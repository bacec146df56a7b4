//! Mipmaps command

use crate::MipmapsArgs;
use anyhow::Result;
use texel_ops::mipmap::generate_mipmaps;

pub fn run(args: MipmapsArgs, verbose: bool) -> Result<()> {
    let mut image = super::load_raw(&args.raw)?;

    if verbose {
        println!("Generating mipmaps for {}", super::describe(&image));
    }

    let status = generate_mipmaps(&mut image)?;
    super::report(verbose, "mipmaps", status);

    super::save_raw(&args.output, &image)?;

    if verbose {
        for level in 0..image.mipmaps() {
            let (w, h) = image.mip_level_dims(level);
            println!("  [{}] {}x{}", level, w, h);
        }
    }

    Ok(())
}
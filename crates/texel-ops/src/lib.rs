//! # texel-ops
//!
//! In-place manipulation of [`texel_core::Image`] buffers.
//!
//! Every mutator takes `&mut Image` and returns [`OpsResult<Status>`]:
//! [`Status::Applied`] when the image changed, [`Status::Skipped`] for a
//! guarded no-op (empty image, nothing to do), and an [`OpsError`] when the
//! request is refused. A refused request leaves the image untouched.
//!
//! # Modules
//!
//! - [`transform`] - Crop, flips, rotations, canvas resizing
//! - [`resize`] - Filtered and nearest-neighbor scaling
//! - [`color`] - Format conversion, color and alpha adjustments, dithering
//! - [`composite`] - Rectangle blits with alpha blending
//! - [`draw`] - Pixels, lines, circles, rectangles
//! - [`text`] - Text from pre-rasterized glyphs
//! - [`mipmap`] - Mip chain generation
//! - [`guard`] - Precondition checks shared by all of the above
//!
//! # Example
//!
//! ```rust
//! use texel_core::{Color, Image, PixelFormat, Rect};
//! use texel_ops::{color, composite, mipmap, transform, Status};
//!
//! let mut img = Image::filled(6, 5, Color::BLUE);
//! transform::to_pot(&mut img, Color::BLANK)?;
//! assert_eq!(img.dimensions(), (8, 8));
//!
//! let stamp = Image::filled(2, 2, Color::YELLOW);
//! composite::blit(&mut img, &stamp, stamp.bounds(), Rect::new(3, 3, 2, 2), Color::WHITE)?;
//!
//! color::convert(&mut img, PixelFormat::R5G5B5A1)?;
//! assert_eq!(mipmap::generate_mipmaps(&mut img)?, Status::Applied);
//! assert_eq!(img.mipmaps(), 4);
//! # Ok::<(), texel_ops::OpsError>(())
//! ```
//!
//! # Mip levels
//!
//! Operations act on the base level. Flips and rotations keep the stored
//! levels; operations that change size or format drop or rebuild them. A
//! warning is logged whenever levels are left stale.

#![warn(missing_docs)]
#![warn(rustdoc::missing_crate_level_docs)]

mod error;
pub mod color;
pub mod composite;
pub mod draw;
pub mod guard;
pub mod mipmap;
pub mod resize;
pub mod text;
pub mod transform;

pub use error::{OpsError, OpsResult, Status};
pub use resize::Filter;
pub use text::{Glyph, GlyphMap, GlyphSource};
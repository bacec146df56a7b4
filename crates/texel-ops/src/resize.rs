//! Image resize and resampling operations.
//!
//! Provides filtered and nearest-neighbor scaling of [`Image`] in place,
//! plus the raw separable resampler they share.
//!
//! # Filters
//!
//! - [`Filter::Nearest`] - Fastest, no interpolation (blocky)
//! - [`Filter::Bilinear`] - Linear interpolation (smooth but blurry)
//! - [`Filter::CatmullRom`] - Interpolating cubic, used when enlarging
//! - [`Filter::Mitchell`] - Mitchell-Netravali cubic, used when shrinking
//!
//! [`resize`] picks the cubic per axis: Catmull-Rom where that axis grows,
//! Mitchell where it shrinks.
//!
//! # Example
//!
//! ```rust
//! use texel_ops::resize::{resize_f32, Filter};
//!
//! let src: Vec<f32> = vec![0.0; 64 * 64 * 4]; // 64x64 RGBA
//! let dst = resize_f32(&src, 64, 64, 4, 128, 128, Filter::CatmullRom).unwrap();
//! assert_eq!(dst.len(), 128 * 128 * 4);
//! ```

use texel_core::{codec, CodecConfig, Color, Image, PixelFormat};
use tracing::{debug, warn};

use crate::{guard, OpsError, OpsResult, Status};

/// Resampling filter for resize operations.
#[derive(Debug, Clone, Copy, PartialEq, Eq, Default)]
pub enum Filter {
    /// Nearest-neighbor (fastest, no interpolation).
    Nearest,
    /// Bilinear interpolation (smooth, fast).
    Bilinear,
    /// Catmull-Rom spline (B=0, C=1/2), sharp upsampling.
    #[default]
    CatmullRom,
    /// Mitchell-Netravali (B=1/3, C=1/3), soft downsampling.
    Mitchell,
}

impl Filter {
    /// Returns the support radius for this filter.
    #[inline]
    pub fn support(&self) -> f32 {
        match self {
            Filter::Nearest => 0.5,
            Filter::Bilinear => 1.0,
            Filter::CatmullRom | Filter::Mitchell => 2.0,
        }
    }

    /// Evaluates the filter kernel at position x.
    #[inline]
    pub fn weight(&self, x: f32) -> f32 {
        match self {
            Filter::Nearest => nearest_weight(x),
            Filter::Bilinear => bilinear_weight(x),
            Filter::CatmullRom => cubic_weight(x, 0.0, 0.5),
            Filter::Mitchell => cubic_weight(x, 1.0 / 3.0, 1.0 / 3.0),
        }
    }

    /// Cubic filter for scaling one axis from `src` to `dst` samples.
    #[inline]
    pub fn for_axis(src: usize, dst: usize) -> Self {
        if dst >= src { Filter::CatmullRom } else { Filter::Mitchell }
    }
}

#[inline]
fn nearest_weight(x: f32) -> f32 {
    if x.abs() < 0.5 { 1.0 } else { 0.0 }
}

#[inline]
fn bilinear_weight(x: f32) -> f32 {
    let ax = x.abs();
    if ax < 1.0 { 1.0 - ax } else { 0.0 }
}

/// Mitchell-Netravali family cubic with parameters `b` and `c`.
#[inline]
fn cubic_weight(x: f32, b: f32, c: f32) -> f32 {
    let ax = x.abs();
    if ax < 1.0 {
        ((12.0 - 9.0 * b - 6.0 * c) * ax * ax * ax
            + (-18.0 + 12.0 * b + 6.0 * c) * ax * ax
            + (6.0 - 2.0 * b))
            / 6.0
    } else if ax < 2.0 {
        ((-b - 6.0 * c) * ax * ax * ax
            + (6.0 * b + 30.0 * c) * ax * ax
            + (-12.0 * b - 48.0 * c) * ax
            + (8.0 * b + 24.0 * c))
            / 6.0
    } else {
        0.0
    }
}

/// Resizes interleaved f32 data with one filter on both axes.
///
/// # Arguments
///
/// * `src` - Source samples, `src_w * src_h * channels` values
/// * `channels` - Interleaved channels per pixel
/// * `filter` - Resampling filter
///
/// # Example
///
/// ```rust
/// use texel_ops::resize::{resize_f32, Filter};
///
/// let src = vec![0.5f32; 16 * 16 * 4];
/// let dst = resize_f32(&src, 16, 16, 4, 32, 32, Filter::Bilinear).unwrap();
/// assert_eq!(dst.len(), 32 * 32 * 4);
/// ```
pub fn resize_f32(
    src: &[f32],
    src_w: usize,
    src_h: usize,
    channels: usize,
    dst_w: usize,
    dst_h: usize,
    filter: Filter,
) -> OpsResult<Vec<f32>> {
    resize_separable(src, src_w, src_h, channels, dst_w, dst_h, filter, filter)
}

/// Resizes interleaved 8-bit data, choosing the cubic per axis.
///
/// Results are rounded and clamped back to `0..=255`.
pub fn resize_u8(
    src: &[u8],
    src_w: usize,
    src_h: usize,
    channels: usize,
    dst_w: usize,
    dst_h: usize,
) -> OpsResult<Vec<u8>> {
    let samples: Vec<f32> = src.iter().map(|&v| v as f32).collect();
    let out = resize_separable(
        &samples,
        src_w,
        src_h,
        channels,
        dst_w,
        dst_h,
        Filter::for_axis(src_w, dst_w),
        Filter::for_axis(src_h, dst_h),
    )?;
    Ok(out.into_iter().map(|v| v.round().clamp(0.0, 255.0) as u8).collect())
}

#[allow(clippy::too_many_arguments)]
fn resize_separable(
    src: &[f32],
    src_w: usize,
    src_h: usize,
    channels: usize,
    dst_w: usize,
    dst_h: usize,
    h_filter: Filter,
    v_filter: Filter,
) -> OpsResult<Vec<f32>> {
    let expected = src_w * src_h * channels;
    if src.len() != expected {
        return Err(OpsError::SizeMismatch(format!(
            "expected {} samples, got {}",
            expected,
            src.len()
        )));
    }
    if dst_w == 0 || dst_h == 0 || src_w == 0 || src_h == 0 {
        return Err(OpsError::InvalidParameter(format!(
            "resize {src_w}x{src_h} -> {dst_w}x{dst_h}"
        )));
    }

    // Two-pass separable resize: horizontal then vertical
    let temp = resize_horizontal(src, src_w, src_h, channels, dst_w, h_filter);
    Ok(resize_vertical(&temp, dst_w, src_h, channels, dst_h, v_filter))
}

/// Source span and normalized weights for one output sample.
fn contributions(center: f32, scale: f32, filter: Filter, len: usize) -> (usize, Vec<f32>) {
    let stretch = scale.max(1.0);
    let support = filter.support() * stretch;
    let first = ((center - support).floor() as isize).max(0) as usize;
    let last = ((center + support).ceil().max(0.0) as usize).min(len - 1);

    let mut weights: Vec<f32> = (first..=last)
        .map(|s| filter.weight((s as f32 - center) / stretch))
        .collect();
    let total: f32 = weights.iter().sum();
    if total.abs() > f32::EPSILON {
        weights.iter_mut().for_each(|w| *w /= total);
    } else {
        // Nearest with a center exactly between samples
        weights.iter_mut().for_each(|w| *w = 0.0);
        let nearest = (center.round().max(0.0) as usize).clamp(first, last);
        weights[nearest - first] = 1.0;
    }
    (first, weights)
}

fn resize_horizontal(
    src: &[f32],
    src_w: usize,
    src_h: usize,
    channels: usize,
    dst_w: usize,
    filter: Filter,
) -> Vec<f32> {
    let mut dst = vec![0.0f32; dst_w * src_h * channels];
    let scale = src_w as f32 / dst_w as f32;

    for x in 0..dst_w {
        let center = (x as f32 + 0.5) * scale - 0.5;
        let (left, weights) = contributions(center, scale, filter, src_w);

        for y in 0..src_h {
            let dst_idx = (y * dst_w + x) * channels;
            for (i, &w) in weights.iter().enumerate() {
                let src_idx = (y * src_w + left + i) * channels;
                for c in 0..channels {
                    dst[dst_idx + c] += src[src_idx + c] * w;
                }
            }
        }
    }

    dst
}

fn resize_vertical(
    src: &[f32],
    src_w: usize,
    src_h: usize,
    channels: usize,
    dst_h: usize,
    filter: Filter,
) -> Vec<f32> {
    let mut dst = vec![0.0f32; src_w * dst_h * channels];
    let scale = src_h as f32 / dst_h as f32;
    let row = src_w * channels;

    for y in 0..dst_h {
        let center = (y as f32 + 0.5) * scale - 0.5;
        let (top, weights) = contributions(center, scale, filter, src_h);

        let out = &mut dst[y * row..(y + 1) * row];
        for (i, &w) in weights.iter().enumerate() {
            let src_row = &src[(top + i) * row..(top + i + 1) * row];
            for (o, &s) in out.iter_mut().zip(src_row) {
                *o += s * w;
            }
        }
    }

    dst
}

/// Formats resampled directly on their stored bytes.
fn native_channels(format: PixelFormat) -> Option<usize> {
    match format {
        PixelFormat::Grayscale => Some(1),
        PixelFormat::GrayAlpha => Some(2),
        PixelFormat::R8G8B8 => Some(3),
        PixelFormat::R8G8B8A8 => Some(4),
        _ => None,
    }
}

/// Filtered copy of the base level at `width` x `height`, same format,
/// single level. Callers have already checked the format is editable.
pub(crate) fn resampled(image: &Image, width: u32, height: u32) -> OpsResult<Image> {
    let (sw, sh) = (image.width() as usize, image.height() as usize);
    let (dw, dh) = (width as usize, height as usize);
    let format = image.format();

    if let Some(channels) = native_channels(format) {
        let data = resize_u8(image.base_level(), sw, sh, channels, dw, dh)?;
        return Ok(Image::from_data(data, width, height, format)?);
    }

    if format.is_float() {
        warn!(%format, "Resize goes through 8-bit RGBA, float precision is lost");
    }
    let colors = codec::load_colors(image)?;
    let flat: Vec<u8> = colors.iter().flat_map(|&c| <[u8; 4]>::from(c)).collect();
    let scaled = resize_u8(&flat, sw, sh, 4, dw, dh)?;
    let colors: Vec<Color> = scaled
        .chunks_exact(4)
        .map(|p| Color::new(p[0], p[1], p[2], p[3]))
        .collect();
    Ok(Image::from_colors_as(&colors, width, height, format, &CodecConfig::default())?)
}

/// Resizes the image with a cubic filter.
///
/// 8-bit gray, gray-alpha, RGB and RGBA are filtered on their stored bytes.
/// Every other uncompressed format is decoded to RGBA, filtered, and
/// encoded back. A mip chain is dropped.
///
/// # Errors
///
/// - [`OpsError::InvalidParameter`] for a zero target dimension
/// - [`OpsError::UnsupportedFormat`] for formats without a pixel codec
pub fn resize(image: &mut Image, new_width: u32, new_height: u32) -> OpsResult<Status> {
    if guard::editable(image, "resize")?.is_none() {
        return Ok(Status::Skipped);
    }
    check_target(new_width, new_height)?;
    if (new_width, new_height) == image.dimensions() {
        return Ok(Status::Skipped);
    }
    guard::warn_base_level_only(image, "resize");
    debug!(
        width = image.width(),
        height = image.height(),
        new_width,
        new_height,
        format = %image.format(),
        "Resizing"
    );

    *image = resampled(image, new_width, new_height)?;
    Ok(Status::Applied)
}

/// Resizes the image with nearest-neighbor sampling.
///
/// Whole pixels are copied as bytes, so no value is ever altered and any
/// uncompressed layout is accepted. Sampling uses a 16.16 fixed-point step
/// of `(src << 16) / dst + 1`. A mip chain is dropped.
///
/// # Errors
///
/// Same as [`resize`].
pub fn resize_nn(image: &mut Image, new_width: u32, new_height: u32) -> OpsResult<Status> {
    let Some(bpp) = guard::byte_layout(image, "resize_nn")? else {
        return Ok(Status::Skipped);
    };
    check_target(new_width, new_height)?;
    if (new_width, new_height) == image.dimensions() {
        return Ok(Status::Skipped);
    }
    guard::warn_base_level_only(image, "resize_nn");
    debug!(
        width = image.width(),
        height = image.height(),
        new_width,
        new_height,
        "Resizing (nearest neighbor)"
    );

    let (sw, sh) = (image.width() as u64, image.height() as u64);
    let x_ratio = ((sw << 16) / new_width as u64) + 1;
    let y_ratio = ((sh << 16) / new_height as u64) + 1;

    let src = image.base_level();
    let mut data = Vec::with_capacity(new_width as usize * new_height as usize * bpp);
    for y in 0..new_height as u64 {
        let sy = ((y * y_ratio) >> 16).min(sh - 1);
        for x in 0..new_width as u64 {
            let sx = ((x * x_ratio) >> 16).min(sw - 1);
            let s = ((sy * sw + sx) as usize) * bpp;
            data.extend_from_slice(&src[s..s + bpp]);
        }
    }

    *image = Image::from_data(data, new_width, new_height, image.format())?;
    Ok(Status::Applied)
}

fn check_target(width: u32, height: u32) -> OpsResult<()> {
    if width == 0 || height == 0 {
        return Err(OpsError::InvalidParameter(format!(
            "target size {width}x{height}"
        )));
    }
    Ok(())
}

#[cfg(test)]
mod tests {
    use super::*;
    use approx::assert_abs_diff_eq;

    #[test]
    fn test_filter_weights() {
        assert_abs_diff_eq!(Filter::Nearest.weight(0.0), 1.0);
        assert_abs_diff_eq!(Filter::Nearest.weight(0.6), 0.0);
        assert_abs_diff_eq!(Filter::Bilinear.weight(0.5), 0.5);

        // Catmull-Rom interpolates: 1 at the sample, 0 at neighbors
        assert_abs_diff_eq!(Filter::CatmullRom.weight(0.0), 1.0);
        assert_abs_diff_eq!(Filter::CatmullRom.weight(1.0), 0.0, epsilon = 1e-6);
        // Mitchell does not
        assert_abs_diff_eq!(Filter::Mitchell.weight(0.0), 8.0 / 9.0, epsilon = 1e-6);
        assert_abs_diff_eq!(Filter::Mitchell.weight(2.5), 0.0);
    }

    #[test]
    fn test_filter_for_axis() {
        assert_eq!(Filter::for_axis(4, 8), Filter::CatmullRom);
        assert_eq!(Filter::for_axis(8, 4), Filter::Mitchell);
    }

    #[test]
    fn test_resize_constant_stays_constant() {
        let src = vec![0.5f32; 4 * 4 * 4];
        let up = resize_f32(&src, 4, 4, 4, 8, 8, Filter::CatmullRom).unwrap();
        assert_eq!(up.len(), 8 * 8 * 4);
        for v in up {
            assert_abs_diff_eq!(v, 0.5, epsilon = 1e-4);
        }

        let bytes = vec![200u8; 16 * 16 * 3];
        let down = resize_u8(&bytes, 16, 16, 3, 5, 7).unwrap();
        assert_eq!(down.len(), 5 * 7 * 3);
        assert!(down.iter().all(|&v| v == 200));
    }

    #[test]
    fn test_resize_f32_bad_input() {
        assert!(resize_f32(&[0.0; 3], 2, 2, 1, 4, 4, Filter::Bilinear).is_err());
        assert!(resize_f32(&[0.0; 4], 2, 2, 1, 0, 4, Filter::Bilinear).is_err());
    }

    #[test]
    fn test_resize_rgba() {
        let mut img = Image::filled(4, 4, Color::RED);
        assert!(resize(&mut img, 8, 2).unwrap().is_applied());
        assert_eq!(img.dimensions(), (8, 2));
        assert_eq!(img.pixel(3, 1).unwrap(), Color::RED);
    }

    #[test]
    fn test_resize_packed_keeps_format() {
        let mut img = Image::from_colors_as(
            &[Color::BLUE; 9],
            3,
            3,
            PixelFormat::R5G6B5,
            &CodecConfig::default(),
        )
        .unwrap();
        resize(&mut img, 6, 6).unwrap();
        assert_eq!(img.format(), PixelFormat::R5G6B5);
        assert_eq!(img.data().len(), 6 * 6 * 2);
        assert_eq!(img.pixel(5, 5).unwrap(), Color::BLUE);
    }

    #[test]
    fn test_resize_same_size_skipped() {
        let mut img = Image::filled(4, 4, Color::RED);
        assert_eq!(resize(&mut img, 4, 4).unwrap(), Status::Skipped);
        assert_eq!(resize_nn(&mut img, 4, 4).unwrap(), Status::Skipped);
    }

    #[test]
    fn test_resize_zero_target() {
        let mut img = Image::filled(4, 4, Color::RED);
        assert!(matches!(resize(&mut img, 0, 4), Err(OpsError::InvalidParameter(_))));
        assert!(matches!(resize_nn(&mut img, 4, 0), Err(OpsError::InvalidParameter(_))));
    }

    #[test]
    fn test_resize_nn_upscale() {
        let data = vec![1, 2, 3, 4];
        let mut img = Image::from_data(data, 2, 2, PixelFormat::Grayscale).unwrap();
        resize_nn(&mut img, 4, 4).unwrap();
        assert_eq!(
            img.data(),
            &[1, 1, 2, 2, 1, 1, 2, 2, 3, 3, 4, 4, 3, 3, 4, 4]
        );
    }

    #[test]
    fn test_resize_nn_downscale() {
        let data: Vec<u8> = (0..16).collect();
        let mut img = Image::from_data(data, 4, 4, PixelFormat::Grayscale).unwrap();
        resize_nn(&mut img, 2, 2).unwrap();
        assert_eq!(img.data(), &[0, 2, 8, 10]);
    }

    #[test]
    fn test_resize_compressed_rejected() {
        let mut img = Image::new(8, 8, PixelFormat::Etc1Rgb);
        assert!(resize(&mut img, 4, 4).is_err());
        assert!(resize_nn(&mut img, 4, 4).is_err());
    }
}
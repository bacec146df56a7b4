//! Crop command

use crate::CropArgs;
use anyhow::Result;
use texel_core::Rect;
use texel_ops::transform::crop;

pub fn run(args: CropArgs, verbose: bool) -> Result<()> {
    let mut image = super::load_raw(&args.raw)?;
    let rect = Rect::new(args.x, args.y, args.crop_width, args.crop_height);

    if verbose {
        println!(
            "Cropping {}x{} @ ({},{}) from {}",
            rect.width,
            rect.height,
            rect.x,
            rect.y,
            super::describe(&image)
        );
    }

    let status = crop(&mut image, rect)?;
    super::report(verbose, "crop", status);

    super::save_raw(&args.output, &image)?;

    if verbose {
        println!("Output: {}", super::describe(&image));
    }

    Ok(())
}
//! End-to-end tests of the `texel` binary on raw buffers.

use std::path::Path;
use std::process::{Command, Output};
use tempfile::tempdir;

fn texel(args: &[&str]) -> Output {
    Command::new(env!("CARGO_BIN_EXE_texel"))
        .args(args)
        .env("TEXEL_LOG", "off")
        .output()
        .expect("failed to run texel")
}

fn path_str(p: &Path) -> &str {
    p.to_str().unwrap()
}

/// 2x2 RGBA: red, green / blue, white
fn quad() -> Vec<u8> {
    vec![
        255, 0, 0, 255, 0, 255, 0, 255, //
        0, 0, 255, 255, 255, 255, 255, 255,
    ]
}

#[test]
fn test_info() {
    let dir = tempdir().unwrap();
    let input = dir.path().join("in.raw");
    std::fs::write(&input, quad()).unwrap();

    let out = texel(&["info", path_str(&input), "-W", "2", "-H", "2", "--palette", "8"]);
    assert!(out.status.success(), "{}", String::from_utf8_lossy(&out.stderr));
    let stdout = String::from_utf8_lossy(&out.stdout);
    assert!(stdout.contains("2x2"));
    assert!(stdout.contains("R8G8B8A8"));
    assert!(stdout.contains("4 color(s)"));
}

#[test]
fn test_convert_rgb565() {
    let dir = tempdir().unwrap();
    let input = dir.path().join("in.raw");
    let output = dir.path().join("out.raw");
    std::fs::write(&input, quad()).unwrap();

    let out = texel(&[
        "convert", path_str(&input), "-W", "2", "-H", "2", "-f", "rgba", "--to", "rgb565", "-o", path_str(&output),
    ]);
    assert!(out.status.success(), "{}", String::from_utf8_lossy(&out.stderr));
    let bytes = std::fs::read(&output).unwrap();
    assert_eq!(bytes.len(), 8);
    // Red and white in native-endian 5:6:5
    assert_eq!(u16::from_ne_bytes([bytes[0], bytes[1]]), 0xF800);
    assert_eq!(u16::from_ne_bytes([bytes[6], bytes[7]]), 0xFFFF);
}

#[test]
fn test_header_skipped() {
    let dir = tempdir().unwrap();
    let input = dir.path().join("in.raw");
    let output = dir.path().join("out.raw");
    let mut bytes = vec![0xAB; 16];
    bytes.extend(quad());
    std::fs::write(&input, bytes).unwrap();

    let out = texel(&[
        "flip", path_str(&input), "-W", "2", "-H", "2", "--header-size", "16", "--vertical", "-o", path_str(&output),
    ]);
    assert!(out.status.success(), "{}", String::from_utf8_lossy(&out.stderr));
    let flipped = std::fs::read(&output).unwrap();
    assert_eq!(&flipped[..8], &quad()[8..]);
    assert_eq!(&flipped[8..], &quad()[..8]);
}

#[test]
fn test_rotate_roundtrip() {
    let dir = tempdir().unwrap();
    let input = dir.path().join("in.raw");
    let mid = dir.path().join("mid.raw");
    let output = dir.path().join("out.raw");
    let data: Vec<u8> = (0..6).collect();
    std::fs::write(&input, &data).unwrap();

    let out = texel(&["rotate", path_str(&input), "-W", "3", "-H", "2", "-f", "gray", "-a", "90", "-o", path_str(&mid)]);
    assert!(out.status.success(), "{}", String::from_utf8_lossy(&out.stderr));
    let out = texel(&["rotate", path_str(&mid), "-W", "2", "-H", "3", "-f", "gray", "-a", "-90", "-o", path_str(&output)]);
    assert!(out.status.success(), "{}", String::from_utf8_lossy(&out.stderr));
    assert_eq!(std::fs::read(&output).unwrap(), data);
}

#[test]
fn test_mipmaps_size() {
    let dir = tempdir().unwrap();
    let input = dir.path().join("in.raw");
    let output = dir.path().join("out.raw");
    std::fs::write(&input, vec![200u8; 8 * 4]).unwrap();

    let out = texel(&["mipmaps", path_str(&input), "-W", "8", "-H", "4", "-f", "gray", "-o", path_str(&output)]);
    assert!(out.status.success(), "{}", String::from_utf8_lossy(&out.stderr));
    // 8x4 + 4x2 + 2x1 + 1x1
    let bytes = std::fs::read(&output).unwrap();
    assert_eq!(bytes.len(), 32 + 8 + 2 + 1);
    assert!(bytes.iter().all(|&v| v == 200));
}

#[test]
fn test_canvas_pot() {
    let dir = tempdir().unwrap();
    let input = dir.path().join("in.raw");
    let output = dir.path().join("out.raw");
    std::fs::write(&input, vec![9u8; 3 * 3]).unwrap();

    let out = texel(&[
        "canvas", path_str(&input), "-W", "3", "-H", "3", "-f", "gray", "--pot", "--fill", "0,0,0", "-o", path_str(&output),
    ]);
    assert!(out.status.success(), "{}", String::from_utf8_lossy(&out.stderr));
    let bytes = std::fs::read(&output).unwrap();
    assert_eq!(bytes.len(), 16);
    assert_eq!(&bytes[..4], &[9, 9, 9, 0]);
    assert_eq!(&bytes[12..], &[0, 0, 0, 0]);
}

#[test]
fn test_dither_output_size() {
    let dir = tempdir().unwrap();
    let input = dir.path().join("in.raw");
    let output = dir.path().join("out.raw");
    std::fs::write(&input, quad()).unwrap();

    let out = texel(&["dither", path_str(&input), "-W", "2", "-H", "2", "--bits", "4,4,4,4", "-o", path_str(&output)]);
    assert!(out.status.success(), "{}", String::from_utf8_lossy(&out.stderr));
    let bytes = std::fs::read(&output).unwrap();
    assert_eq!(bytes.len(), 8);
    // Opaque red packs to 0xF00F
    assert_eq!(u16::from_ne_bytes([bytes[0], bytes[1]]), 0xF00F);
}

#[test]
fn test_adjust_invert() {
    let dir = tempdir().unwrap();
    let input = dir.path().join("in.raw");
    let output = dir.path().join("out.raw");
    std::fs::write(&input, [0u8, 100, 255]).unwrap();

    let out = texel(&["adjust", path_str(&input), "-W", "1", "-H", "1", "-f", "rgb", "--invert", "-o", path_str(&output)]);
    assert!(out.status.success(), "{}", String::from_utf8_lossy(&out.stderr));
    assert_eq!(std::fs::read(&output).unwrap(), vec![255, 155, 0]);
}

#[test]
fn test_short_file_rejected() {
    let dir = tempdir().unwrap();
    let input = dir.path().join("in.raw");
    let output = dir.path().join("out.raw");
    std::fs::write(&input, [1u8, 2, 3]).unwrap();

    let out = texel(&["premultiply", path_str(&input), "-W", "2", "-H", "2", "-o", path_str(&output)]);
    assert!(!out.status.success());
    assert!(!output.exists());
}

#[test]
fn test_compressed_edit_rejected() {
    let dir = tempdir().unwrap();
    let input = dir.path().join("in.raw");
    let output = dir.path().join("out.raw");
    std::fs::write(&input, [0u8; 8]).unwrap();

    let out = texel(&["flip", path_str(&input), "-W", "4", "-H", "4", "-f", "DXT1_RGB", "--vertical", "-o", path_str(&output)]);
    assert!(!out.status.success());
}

· · · · ·

Description of the task: Repeat exactly the lines that run from the opening of the listing through the line holding "Every mutator takes". Leave out everything else.

Exercise response:
repository bacec146df56a7b4
//! Mipmaps command

use crate::MipmapsArgs;
use anyhow::Result;
use texel_ops::mipmap::generate_mipmaps;

pub fn run(args: MipmapsArgs, verbose: bool) -> Result<()> {
    let mut image = super::load_raw(&args.raw)?;

    if verbose {
        println!("Generating mipmaps for {}", super::describe(&image));
    }

    let status = generate_mipmaps(&mut image)?;
    super::report(verbose, "mipmaps", status);

    super::save_raw(&args.output, &image)?;

    if verbose {
        for level in 0..image.mipmaps() {
            let (w, h) = image.mip_level_dims(level);
            println!("  [{}] {}x{}", level, w, h);
        }
    }

    Ok(())
}
filename crates/texel-ops/src/lib.rs
//! # texel-ops
//!
//! In-place manipulation of [`texel_core::Image`] buffers.
//!
//! Every mutator takes `&mut Image` and returns [`OpsResult<Status>`]:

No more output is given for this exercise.